- [EXERCISE PROMPT]:
Across the material below, count the lines that include the word "extract" and give only that count.

(Beginning of PROVIDED INFORMATION)

//! Saved analysis handlers
//!
//! Every route is scoped to the caller; another user's records read as
//! missing.

use axum::{
    extract::{Path, State},
    http::StatusCode,
};
use serde::Deserialize;
use uuid::Uuid;

use crate::extract::Json;
use crate::AppState;
use paperlens_common::{
    analysis::analyze_and_save,
    auth::AuthContext,
    db::{models::AnalysisRecord, AnalysisStore},
    errors::{AppError, Result},
    papers::Paper,
};

/// Body of `POST /analyses`
#[derive(Debug, Deserialize)]
pub struct AnalyzeRequest {
    pub paper: Paper,
    #[serde(default)]
    pub project_id: Option<Uuid>,
}

/// Body of `PUT /analyses/{id}/project`; null unassigns
#[derive(Debug, Deserialize)]
pub struct SetProjectRequest {
    #[serde(default)]
    pub project_id: Option<Uuid>,
}

/// The caller's analyses, newest first
pub async fn list_analyses(
    State(state): State<AppState>,
    auth: AuthContext,
) -> Result<Json<Vec<AnalysisRecord>>> {
    let records = state.store.list_analyses(auth.user_id).await?;
    Ok(Json(records))
}

/// The caller's analysis of one paper
pub async fn get_analysis(
    State(state): State<AppState>,
    auth: AuthContext,
    Path(paper_id): Path<String>,
) -> Result<Json<AnalysisRecord>> {
    state
        .store
        .get_analysis(&paper_id, auth.user_id)
        .await?
        .map(Json)
        .ok_or_else(|| AppError::not_found("analysis", paper_id))
}

/// Serve the stored analysis or generate and store one
pub async fn create_analysis(
    State(state): State<AppState>,
    auth: AuthContext,
    Json(request): Json<AnalyzeRequest>,
) -> Result<(StatusCode, Json<AnalysisRecord>)> {
    let outcome = analyze_and_save(
        state.store.as_ref(),
        state.analyzer.as_ref(),
        auth.user_id,
        &request.paper,
        request.project_id,
    )
    .await?;

    tracing::info!(
        user_id = %auth.user_id,
        request_id = %auth.request_id,
        analysis_id = %outcome.record.id,
        created = outcome.created,
        "Analysis served"
    );

    let status = if outcome.created { StatusCode::CREATED } else { StatusCode::OK };
    Ok((status, Json(outcome.record)))
}

/// Move an analysis into a project, or back to unassigned
pub async fn set_project(
    State(state): State<AppState>,
    auth: AuthContext,
    Path(analysis_id): Path<Uuid>,
    Json(request): Json<SetProjectRequest>,
) -> Result<Json<AnalysisRecord>> {
    let record = state
        .store
        .set_project(analysis_id, auth.user_id, request.project_id)
        .await?;

    tracing::info!(
        user_id = %auth.user_id,
        analysis_id = %analysis_id,
        project_id = ?request.project_id,
        "Analysis project updated"
    );

    Ok(Json(record))
}
//! Request metrics middleware

use axum::{
    extract::{MatchedPath, Request},
    middleware::Next,
    response::Response,
};
use paperlens_common::metrics::RequestMetrics;

/// Record count and latency per route template
pub async fn track_requests(request: Request, next: Next) -> Response {
    let endpoint = request
        .extensions()
        .get::<MatchedPath>()
        .map(|path| path.as_str().to_string())
        .unwrap_or_else(|| "unmatched".to_string());
    let metrics = RequestMetrics::start(request.method().as_str(), &endpoint);

    let response = next.run(request).await;
    metrics.finish(response.status().as_u16());
    response
}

(End of PROVIDED INFORMATION)

- [SOLUTION TO THIS TASK]:
3